| Work instructions |
Would you please output the records exactly as they appear below?

------ Raw data ------

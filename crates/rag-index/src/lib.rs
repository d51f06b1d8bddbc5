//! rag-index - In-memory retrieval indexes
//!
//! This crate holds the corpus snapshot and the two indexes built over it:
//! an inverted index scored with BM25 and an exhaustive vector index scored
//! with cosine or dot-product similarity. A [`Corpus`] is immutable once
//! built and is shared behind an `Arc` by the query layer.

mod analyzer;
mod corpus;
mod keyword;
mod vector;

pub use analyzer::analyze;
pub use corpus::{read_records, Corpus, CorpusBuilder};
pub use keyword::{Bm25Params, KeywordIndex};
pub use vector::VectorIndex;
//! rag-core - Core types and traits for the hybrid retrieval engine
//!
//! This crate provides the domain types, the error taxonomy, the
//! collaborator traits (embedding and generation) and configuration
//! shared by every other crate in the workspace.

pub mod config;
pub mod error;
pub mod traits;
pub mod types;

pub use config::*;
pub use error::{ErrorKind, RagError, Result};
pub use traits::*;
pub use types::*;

------

| Output of the exercise |
filename crates/rag-index/src/lib.rs
repository d51f06b1d8bddbc5
//! rag-index - In-memory retrieval indexes
//!
//! This crate holds the corpus snapshot and the two indexes built over it:
//! an inverted index scored with BM25 and an exhaustive vector index scored
//! with cosine or dot-product similarity. A [`Corpus`] is immutable once
//! built and is shared behind an `Arc` by the query layer.

mod analyzer;
mod corpus;
mod keyword;
mod vector;

pub use analyzer::analyze;
pub use corpus::{read_records, Corpus, CorpusBuilder};
pub use keyword::{Bm25Params, KeywordIndex};
pub use vector::VectorIndex;
//! rag-core - Core types and traits for the hybrid retrieval engine
//!
//! This crate provides the domain types, the error taxonomy, the
//! collaborator traits (embedding and generation) and configuration
//! shared by every other crate in the workspace.

pub mod config;
pub mod error;
pub mod traits;
pub mod types;

pub use config::*;
pub use error::{ErrorKind, RagError, Result};
pub use traits::*;
pub use types::*;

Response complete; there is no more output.